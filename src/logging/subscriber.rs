//! Tracing subscriber setup: console formatter, file layer, and initialisation.
use std::fs;
use std::io::Write as _;
use std::sync::Mutex;

use super::utils::{format_utc_datetime, format_utc_time, log_file_path, strip_ansi};

/// Extracts the `message` field from a [`tracing::Event`].
#[derive(Default)]
struct MessageExtractor {
    message: String,
}

impl tracing::field::Visit for MessageExtractor {
    fn record_debug(&mut self, field: &tracing::field::Field, value: &dyn std::fmt::Debug) {
        if field.name() == "message" {
            self.message = format!("{value:?}");
        }
    }

    fn record_str(&mut self, field: &tracing::field::Field, value: &str) {
        if field.name() == "message" {
            self.message = value.to_string();
        }
    }
}

/// A [`tracing_subscriber::Layer`] that appends all events to the persistent
/// log file with timestamps and ANSI codes stripped.
///
/// Created by [`init_subscriber`] so that file output goes through the same
/// tracing pipeline as console output. Always captures events at `DEBUG`
/// level and above regardless of the console verbosity setting.
#[derive(Debug)]
pub(super) struct FileLayer {
    file: Mutex<fs::File>,
}

impl FileLayer {
    /// Open (or create) the log file for `command`, write a run header, and
    /// return a new `FileLayer` ready to receive events.
    ///
    /// Returns `None` if the cache directory cannot be created or the file
    /// cannot be opened.
    pub(super) fn new(command: &str) -> Option<Self> {
        let path = log_file_path(command)?;
        let version =
            option_env!("SITEOPS_VERSION").unwrap_or(concat!("dev-", env!("CARGO_PKG_VERSION")));
        let header = format!(
            "==========================================\n\
             Siteops {version} {}\n\
             ==========================================\n",
            format_utc_datetime(),
        );
        fs::write(&path, header).ok()?;
        let file = fs::OpenOptions::new().append(true).open(&path).ok()?;
        Some(Self {
            file: Mutex::new(file),
        })
    }
}

impl<S: tracing::Subscriber> tracing_subscriber::Layer<S> for FileLayer {
    fn on_event(
        &self,
        event: &tracing::Event<'_>,
        _ctx: tracing_subscriber::layer::Context<'_, S>,
    ) {
        let metadata = event.metadata();
        let level = *metadata.level();
        let target = metadata.target();

        let mut extractor = MessageExtractor::default();
        event.record(&mut extractor);
        let msg = strip_ansi(&extractor.message);
        let ts = format_utc_time();

        let line = match (level, target) {
            (tracing::Level::INFO, "siteops::stage") => format!("[{ts}] ==> {msg}"),
            (tracing::Level::INFO, "siteops::dry_run") => format!("[{ts}]     [dry run] {msg}"),
            (tracing::Level::ERROR, _) => format!("[{ts}]     [error] {msg}"),
            (tracing::Level::WARN, _) => format!("[{ts}]     [warn] {msg}"),
            (tracing::Level::DEBUG, _) => format!("[{ts}]     [debug] {msg}"),
            _ => format!("[{ts}]     {msg}"),
        };

        if let Ok(mut f) = self.file.lock() {
            writeln!(f, "{line}").ok();
        }
    }
}

/// A [`tracing_subscriber::fmt::FormatEvent`] that emits siteops-style
/// console output.
struct SiteopsFormatter;

impl<S, N> tracing_subscriber::fmt::FormatEvent<S, N> for SiteopsFormatter
where
    S: tracing::Subscriber + for<'a> tracing_subscriber::registry::LookupSpan<'a>,
    N: for<'a> tracing_subscriber::fmt::FormatFields<'a> + 'static,
{
    fn format_event(
        &self,
        _ctx: &tracing_subscriber::fmt::FmtContext<'_, S, N>,
        mut writer: tracing_subscriber::fmt::format::Writer<'_>,
        event: &tracing::Event<'_>,
    ) -> std::fmt::Result {
        let metadata = event.metadata();
        let level = *metadata.level();
        let target = metadata.target();

        let mut extractor = MessageExtractor::default();
        event.record(&mut extractor);
        let msg = &extractor.message;

        match level {
            tracing::Level::ERROR => writeln!(writer, "\x1b[31mERROR\x1b[0m {msg}"),
            tracing::Level::WARN => writeln!(writer, "\x1b[33mWARN\x1b[0m  {msg}"),
            tracing::Level::INFO if target == "siteops::stage" => {
                writeln!(writer, "\x1b[1;34m==>\x1b[0m \x1b[1m{msg}\x1b[0m")
            }
            tracing::Level::INFO if target == "siteops::dry_run" => {
                writeln!(writer, "  \x1b[33m[DRY RUN]\x1b[0m {msg}")
            }
            tracing::Level::INFO => writeln!(writer, "  {msg}"),
            _ => writeln!(writer, "  \x1b[2m{msg}\x1b[0m"),
        }
    }
}

/// Initialise the global [`tracing`] subscriber.
///
/// Sets up a console subscriber that formats events to match the siteops
/// output style and a file subscriber that writes all events (including
/// `debug`) to `$XDG_CACHE_HOME/siteops/<command>.log`.
/// Must be called once at program startup, before any logging.
pub fn init_subscriber(verbose: bool, command: &str) {
    use tracing_subscriber::fmt::writer::MakeWriterExt as _;
    use tracing_subscriber::{
        Layer as _, filter::LevelFilter, fmt, layer::SubscriberExt as _,
        util::SubscriberInitExt as _,
    };

    let console_level = if verbose {
        LevelFilter::DEBUG
    } else {
        LevelFilter::INFO
    };

    let make_writer = std::io::stderr
        .with_max_level(tracing::Level::WARN)
        .and(std::io::stdout.with_min_level(tracing::Level::INFO));

    let console_layer = fmt::layer()
        .event_format(SiteopsFormatter)
        .with_writer(make_writer)
        .with_filter(console_level);

    let file_layer = FileLayer::new(command).map(|l| l.with_filter(LevelFilter::DEBUG));

    tracing_subscriber::registry()
        .with(console_layer)
        .with(file_layer)
        .init();
}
● ● ● ● ● ● ●
> [ASSIGNMENT]: Go through the records and output them all, word for word.

> [EXPECTED ANSWER]:
filename src/logging/subscriber.rs
//! Tracing subscriber setup: console formatter, file layer, and initialisation.
use std::fs;
use std::io::Write as _;
use std::sync::Mutex;

use super::utils::{format_utc_datetime, format_utc_time, log_file_path, strip_ansi};

/// Extracts the `message` field from a [`tracing::Event`].
#[derive(Default)]
struct MessageExtractor {
    message: String,
}

impl tracing::field::Visit for MessageExtractor {
    fn record_debug(&mut self, field: &tracing::field::Field, value: &dyn std::fmt::Debug) {
        if field.name() == "message" {
            self.message = format!("{value:?}");
        }
    }

    fn record_str(&mut self, field: &tracing::field::Field, value: &str) {
        if field.name() == "message" {
            self.message = value.to_string();
        }
    }
}

/// A [`tracing_subscriber::Layer`] that appends all events to the persistent
/// log file with timestamps and ANSI codes stripped.
///
/// Created by [`init_subscriber`] so that file output goes through the same
/// tracing pipeline as console output. Always captures events at `DEBUG`
/// level and above regardless of the console verbosity setting.
#[derive(Debug)]
pub(super) struct FileLayer {
    file: Mutex<fs::File>,
}

impl FileLayer {
    /// Open (or create) the log file for `command`, write a run header, and
    /// return a new `FileLayer` ready to receive events.
    ///
    /// Returns `None` if the cache directory cannot be created or the file
    /// cannot be opened.
    pub(super) fn new(command: &str) -> Option<Self> {
        let path = log_file_path(command)?;
        let version =
            option_env!("SITEOPS_VERSION").unwrap_or(concat!("dev-", env!("CARGO_PKG_VERSION")));
        let header = format!(
            "==========================================\n\
             Siteops {version} {}\n\
             ==========================================\n",
            format_utc_datetime(),
        );
        fs::write(&path, header).ok()?;
        let file = fs::OpenOptions::new().append(true).open(&path).ok()?;
        Some(Self {
            file: Mutex::new(file),
        })
    }
}

impl<S: tracing::Subscriber> tracing_subscriber::Layer<S> for FileLayer {
    fn on_event(
        &self,
        event: &tracing::Event<'_>,
        _ctx: tracing_subscriber::layer::Context<'_, S>,
    ) {
        let metadata = event.metadata();
        let level = *metadata.level();
        let target = metadata.target();

        let mut extractor = MessageExtractor::default();
        event.record(&mut extractor);
        let msg = strip_ansi(&extractor.message);
        let ts = format_utc_time();

        let line = match (level, target) {
            (tracing::Level::INFO, "siteops::stage") => format!("[{ts}] ==> {msg}"),
            (tracing::Level::INFO, "siteops::dry_run") => format!("[{ts}]     [dry run] {msg}"),
            (tracing::Level::ERROR, _) => format!("[{ts}]     [error] {msg}"),
            (tracing::Level::WARN, _) => format!("[{ts}]     [warn] {msg}"),
            (tracing::Level::DEBUG, _) => format!("[{ts}]     [debug] {msg}"),
            _ => format!("[{ts}]     {msg}"),
        };

        if let Ok(mut f) = self.file.lock() {
            writeln!(f, "{line}").ok();
        }
    }
}

/// A [`tracing_subscriber::fmt::FormatEvent`] that emits siteops-style
/// console output.
struct SiteopsFormatter;

impl<S, N> tracing_subscriber::fmt::FormatEvent<S, N> for SiteopsFormatter
where
    S: tracing::Subscriber + for<'a> tracing_subscriber::registry::LookupSpan<'a>,
    N: for<'a> tracing_subscriber::fmt::FormatFields<'a> + 'static,
{
    fn format_event(
        &self,
        _ctx: &tracing_subscriber::fmt::FmtContext<'_, S, N>,
        mut writer: tracing_subscriber::fmt::format::Writer<'_>,
        event: &tracing::Event<'_>,
    ) -> std::fmt::Result {
        let metadata = event.metadata();
        let level = *metadata.level();
        let target = metadata.target();

        let mut extractor = MessageExtractor::default();
        event.record(&mut extractor);
        let msg = &extractor.message;

        match level {
            tracing::Level::ERROR => writeln!(writer, "\x1b[31mERROR\x1b[0m {msg}"),
            tracing::Level::WARN => writeln!(writer, "\x1b[33mWARN\x1b[0m  {msg}"),
            tracing::Level::INFO if target == "siteops::stage" => {
                writeln!(writer, "\x1b[1;34m==>\x1b[0m \x1b[1m{msg}\x1b[0m")
            }
            tracing::Level::INFO if target == "siteops::dry_run" => {
                writeln!(writer, "  \x1b[33m[DRY RUN]\x1b[0m {msg}")
            }
            tracing::Level::INFO => writeln!(writer, "  {msg}"),
            _ => writeln!(writer, "  \x1b[2m{msg}\x1b[0m"),
        }
    }
}

/// Initialise the global [`tracing`] subscriber.
///
/// Sets up a console subscriber that formats events to match the siteops
/// output style and a file subscriber that writes all events (including
/// `debug`) to `$XDG_CACHE_HOME/siteops/<command>.log`.
/// Must be called once at program startup, before any logging.
pub fn init_subscriber(verbose: bool, command: &str) {
    use tracing_subscriber::fmt::writer::MakeWriterExt as _;
    use tracing_subscriber::{
        Layer as _, filter::LevelFilter, fmt, layer::SubscriberExt as _,
        util::SubscriberInitExt as _,
    };

    let console_level = if verbose {
        LevelFilter::DEBUG
    } else {
        LevelFilter::INFO
    };

    let make_writer = std::io::stderr
        .with_max_level(tracing::Level::WARN)
        .and(std::io::stdout.with_min_level(tracing::Level::INFO));

    let console_layer = fmt::layer()
        .event_format(SiteopsFormatter)
        .with_writer(make_writer)
        .with_filter(console_level);

    let file_layer = FileLayer::new(command).map(|l| l.with_filter(LevelFilter::DEBUG));

    tracing_subscriber::registry()
        .with(console_layer)
        .with(file_layer)
        .init();
}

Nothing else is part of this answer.